JAKARTA, WB – Kuasa hukum anggota Gerakan Fajar Nusantara (Gafatar) Asfinawati meminta kepada penyidik dan Kabareskrim untuk segera mengeluarkan ketiga korban dari tahanan demi hukum. Ia berpendapat penahanan dan penentuan sebagai tersangka merupakan kriminalisasi terhadap kebebasan beragama berkeyakinan.

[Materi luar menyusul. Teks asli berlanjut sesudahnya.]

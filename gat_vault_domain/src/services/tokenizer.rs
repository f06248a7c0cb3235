// /////////////////////////////////////////////////////////////////////////////
// Gat Vault RS
// Copyright (c) 2025 Michael Gardner, A Bit of Help, Inc.
// SPDX-License-Identifier: BSD-3-Clause
// See LICENSE file in the project root.
// /////////////////////////////////////////////////////////////////////////////

//! # Tokenizers
//!
//! Client-side text analysis feeding the encrypted index: word extraction
//! for exact search, character n-grams for substring search, Soundex codes
//! for phonetic candidates, and Levenshtein distance for the fuzzy filter.
//!
//! Everything here runs on plaintext BEFORE encryption (upload) or AFTER
//! decryption (fuzzy verification). Nothing in this module touches key
//! material, and the edit-distance computation in particular is never sent to
//! the server.

use once_cell::sync::Lazy;
use regex::Regex;
use std::collections::HashSet;

static WORD_RE: Lazy<Regex> = Lazy::new(|| Regex::new(r"[a-z0-9]+").expect("static word regex"));

// Soundex digit per letter A..Z.
const SOUNDEX_DIGITS: &[u8; 26] = b"01230120022455012623010202";

/// Length of a Soundex code.
const SOUNDEX_LEN: usize = 4;

/// Extracts normalized keywords from text: `[a-z0-9]+` runs over the
/// lowercased input, first-seen order, deduplicated.
pub fn extract_keywords(text: &str) -> Vec<String> {
    let lowered = text.to_lowercase();
    let mut seen = HashSet::new();
    let mut words = Vec::new();
    for m in WORD_RE.find_iter(&lowered) {
        if seen.insert(m.as_str().to_string()) {
            words.push(m.as_str().to_string());
        }
    }
    words
}

/// Extracts character n-grams from text, lowercased and trimmed, duplicates
/// preserved (frequency analysis variant).
///
/// Input shorter than `n` yields the whole input; empty input yields nothing.
pub fn extract_ngrams(text: &str, n: usize) -> Vec<String> {
    if n == 0 {
        return Vec::new();
    }
    let normalized: Vec<char> = text.trim().to_lowercase().chars().collect();
    if normalized.is_empty() {
        return Vec::new();
    }
    if normalized.len() < n {
        return vec![normalized.iter().collect()];
    }
    normalized
        .windows(n)
        .map(|w| w.iter().collect())
        .collect()
}

/// Unique n-grams in first-seen order. This is the variant used for index
/// keys and search token sets.
pub fn extract_ngrams_unique(text: &str, n: usize) -> Vec<String> {
    let mut seen = HashSet::new();
    let mut out = Vec::new();
    for ng in extract_ngrams(text, n) {
        if seen.insert(ng.clone()) {
            out.push(ng);
        }
    }
    out
}

/// Classic 4-character Soundex code: first letter plus up to three digits,
/// consecutive duplicate digits collapsed, zeros dropped, right-padded with
/// `0`.
///
/// Returns an empty string for input that is not purely ASCII-alphabetic.
pub fn soundex(word: &str) -> String {
    if word.is_empty() || !word.bytes().all(|b| b.is_ascii_alphabetic()) {
        return String::new();
    }
    let upper = word.to_ascii_uppercase();
    let bytes = upper.as_bytes();

    let mut code = String::with_capacity(SOUNDEX_LEN);
    code.push(bytes[0] as char);
    for &b in &bytes[1..] {
        let digit = SOUNDEX_DIGITS[(b - b'A') as usize] as char;
        if digit == '0' {
            continue;
        }
        if code.ends_with(digit) {
            continue;
        }
        code.push(digit);
    }
    while code.len() < SOUNDEX_LEN {
        code.push('0');
    }
    code.truncate(SOUNDEX_LEN);
    code
}

/// Soundex codes for every whitespace-separated word in the text, deduplicated
/// in first-seen order. Words with no code (non-alphabetic) are skipped.
pub fn soundex_words(text: &str) -> Vec<String> {
    let mut seen = HashSet::new();
    let mut codes = Vec::new();
    for word in text.to_lowercase().split_whitespace() {
        let code = soundex(word);
        if code.is_empty() {
            continue;
        }
        if seen.insert(code.clone()) {
            codes.push(code);
        }
    }
    codes
}

/// Levenshtein edit distance between two strings, by characters.
///
/// Two-row dynamic programming; used client-side only after decryption.
pub fn levenshtein(a: &str, b: &str) -> usize {
    let a_chars: Vec<char> = a.chars().collect();
    let b_chars: Vec<char> = b.chars().collect();
    let (longer, shorter) = if a_chars.len() >= b_chars.len() {
        (a_chars, b_chars)
    } else {
        (b_chars, a_chars)
    };

    let mut prev: Vec<usize> = (0..=shorter.len()).collect();
    for i in 1..=longer.len() {
        let mut curr = Vec::with_capacity(shorter.len() + 1);
        curr.push(i);
        for j in 1..=shorter.len() {
            let cost = usize::from(longer[i - 1] != shorter[j - 1]);
            let best = (prev[j] + 1).min(curr[j - 1] + 1).min(prev[j - 1] + cost);
            curr.push(best);
        }
        prev = curr;
    }
    prev[shorter.len()]
}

“Kepada Kapolri untuk menjalankan wewenangnya sebagai pimpinan tertinggi Polri mengawasi penyidikan terhadap ketiga orang di atas dan memerintahkan dikeluarkannya korban dari tahanan demi hukum. Kepada Presiden sebagai pimpinan Kapolri untuk mengawasi jalannya penyidikan termasuk penahanan ini,” kata Asfinawati lewat keterangannya, Jakarta, Jumat (27/5).
Kepada Kapolri pinta dia untuk menjalankan wewenangnya sebagai pimpinan tertinggi Polri mengawasi penyidikan terhadap ketiga orang di atas dan memerintahkan dikeluarkannya korban dari tahanan demi hukum. “Kepada Presiden sebagai pimpinan Kapolri untuk mengawasi jalannya penyidikan termasuk penahanan ini,” imbuhnya.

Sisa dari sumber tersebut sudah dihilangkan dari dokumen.